What the task requires: Transcribe word for word the lines below from the line with "pub mod notification;" through the line with "#[derive(Debug, Clone, Copy, PartialEq, Eq)]", ends included.

┄┄┄┄┄┄┄┄┄┄

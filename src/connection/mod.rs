/// Typed notifications emitted by a connection.
pub mod notification;

use tokio::sync::mpsc;

use crate::{stream::StreamKind, volume::Volume};

pub use notification::Notification;

/// Receiving half of a connection's notification channel.
pub type NotificationReceiver = mpsc::UnboundedReceiver<Notification>;

/// Lifecycle of the session to the audio server.
#[derive(Debug, Clone, Copy, PartialEq, Eq)]
pub enum ConnectionState {
    /// No session, either never opened or lost.
    Disconnected,
    /// Transport-level connection in progress.
    Connecting,
    /// Authenticating with the server.
    Authorizing,
    /// Downloading the initial object lists.
    Loading,
    /// Handshake complete, notifications flowing.
    Connected,
}

/// Application identity handed to the server on connect.
#[derive(Debug, Clone, Default)]
pub struct AppDetails {
    /// Application name shown in server-side client lists.
    pub name: Option<String>,
    /// Application identifier.
    pub id: Option<String>,
    /// Application version string.
    pub version: Option<String>,
    /// Application icon name.
    pub icon: Option<String>,
    /// Explicit server address; `None` picks the environment default.
    pub server_address: Option<String>,
}

/// Failure to build a connection.
///
/// Construction makes no connect attempt; it only sets up the transport
/// structures, which can still fail.
#[derive(thiserror::Error, Debug)]
pub enum ConnectionError {
    /// The transport structures could not be set up.
    #[error("connection setup failed: {0}")]
    Setup(String),
}

/// Session to the audio server, specified at its interface only.
///
/// Implementations own the protocol machinery and deliver [`Notification`]s
/// through the channel handed out at construction. Every request here is
/// non-blocking: the returned `bool` says whether the request was
/// dispatched, never whether it succeeded. Outcomes arrive later as
/// notifications.
pub trait Connection: Send + 'static {
    /// Current lifecycle state.
    fn state(&self) -> ConnectionState;

    /// Start a connection attempt. Returns whether the attempt was
    /// dispatched; progress is reported via `StateChanged` notifications.
    fn connect(&mut self) -> bool;

    /// Tear the session down.
    fn disconnect(&mut self);

    /// Ask the server to make the named sink the default playback endpoint.
    fn set_default_sink(&mut self, name: &str) -> bool;

    /// Ask the server to make the named source the default capture endpoint.
    fn set_default_source(&mut self, name: &str) -> bool;

    /// Change the mute flag of the indexed stream.
    fn set_mute(&mut self, kind: StreamKind, index: u32, mute: bool) -> bool;

    /// Change the volume of the indexed stream.
    fn set_volume(&mut self, kind: StreamKind, index: u32, volume: &Volume) -> bool;

    /// Move a client stream under a new parent endpoint.
    fn move_stream(&mut self, kind: StreamKind, index: u32, target: u32) -> bool;

    /// Kill a client stream.
    fn terminate(&mut self, kind: StreamKind, index: u32) -> bool;

    /// Create a level monitor fed from the given monitor source, scoped to
    /// one client stream when `stream_index` is set.
    fn create_monitor(&mut self, source_index: u32, stream_index: Option<u32>) -> bool;
}

/// Builder for [`Connection`]s, the seam the engine is generic over.
pub trait ConnectionFactory: Send + 'static {
    /// Concrete connection type produced by this factory.
    type Connection: Connection;

    /// Set up a connection and its notification channel.
    ///
    /// No connect attempt is made here.
    ///
    /// # Errors
    /// Returns an error when the transport structures cannot be built.
    fn establish(
        &mut self,
        details: &AppDetails,
    ) -> Result<(Self::Connection, NotificationReceiver), ConnectionError>;
}
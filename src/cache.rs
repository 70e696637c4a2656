use std::collections::HashMap;

/// Cached mirror object, keyed by the server-assigned index.
pub trait CacheEntity {
    /// Notification payload this entity is built from.
    type Payload;

    /// Build a fresh entity for a previously unseen index.
    fn create(index: u32, payload: &Self::Payload) -> Self;

    /// Fold a newer payload into an existing entity, in place.
    fn apply(&mut self, payload: &Self::Payload);

    /// Server-assigned index, immutable once assigned.
    fn index(&self) -> u32;

    /// Stable identifier, distinct from the index.
    fn name(&self) -> &str;
}

/// Index-addressed arena for one entity kind.
///
/// The cache exclusively owns its entities; everything else refers to them
/// by index and resolves through the cache on use. Updates mutate in place,
/// so an index handed out earlier keeps designating the same object for as
/// long as the entity lives.
#[derive(Debug)]
pub struct EntityCache<E> {
    entries: HashMap<u32, E>,
}

impl<E: CacheEntity> EntityCache<E> {
    /// Empty cache.
    pub fn new() -> Self {
        Self {
            entries: HashMap::new(),
        }
    }

    /// Insert or update the entity at `index` from `payload`.
    ///
    /// Returns the entity and whether it was newly created.
    pub fn upsert(&mut self, index: u32, payload: &E::Payload) -> (&mut E, bool) {
        let mut created = false;
        let entry = self.entries.entry(index).or_insert_with(|| {
            created = true;
            E::create(index, payload)
        });
        if !created {
            entry.apply(payload);
        }
        (entry, created)
    }

    /// Remove and return the entity at `index`; `None` when absent.
    /// Double removal is benign.
    pub fn remove(&mut self, index: u32) -> Option<E> {
        self.entries.remove(&index)
    }

    /// Entity at `index`, if present.
    pub fn get(&self, index: u32) -> Option<&E> {
        self.entries.get(&index)
    }

    /// Mutable access to the entity at `index`.
    pub fn get_mut(&mut self, index: u32) -> Option<&mut E> {
        self.entries.get_mut(&index)
    }

    /// First entity whose name equals `name` exactly.
    pub fn find_by_name(&self, name: &str) -> Option<&E> {
        self.entries.values().find(|entity| entity.name() == name)
    }

    /// Iterate over the cached entities in unspecified order.
    pub fn iter(&self) -> impl Iterator<Item = &E> {
        self.entries.values()
    }

    /// Iterate mutably over the cached entities.
    pub fn iter_mut(&mut self) -> impl Iterator<Item = &mut E> {
        self.entries.values_mut()
    }

    /// Point-in-time copy of all entities.
    pub fn snapshot(&self) -> Vec<E>
    where
        E: Clone,
    {
        self.entries.values().cloned().collect()
    }

    /// Number of cached entities.
    pub fn len(&self) -> usize {
        self.entries.len()
    }

    /// Whether the cache holds nothing.
    pub fn is_empty(&self) -> bool {
        self.entries.is_empty()
    }

    /// Drop every entity.
    pub fn clear(&mut self) {
        self.entries.clear();
    }
}

impl<E: CacheEntity> Default for EntityCache<E> {
    fn default() -> Self {
        Self::new()
    }
}

#[cfg(test)]
mod tests {
    use super::*;

    #[derive(Debug, Clone, PartialEq)]
    struct Probe {
        index: u32,
        name: String,
        generation: u32,
    }

    impl CacheEntity for Probe {
        type Payload = String;

        fn create(index: u32, payload: &String) -> Self {
            Self {
                index,
                name: payload.clone(),
                generation: 0,
            }
        }

        fn apply(&mut self, payload: &String) {
            self.name = payload.clone();
            self.generation += 1;
        }

        fn index(&self) -> u32 {
            self.index
        }

        fn name(&self) -> &str {
            &self.name
        }
    }

    #[test]
    fn upsert_creates_then_updates_in_place() {
        let mut cache = EntityCache::<Probe>::new();

        let (_, created) = cache.upsert(3, &"alpha".to_owned());
        assert!(created);

        let (entity, created) = cache.upsert(3, &"beta".to_owned());
        assert!(!created);
        assert_eq!(entity.name(), "beta");
        assert_eq!(entity.generation, 1);
        assert_eq!(cache.len(), 1);
    }

    #[test]
    fn remove_unknown_index_is_a_noop() {
        let mut cache = EntityCache::<Probe>::new();
        assert!(cache.remove(9).is_none());

        cache.upsert(9, &"gamma".to_owned());
        assert!(cache.remove(9).is_some());
        assert!(cache.remove(9).is_none());
    }

    #[test]
    fn find_by_name_matches_exactly() {
        let mut cache = EntityCache::<Probe>::new();
        cache.upsert(1, &"speakers".to_owned());
        cache.upsert(2, &"headset".to_owned());

        assert_eq!(cache.find_by_name("headset").map(|e| e.index()), Some(2));
        assert!(cache.find_by_name("head").is_none());
    }
}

┄┄┄┄┄┄┄┄┄┄

Output for this exercise:
pub mod notification;

use tokio::sync::mpsc;

use crate::{stream::StreamKind, volume::Volume};

pub use notification::Notification;

/// Receiving half of a connection's notification channel.
pub type NotificationReceiver = mpsc::UnboundedReceiver<Notification>;

/// Lifecycle of the session to the audio server.
#[derive(Debug, Clone, Copy, PartialEq, Eq)]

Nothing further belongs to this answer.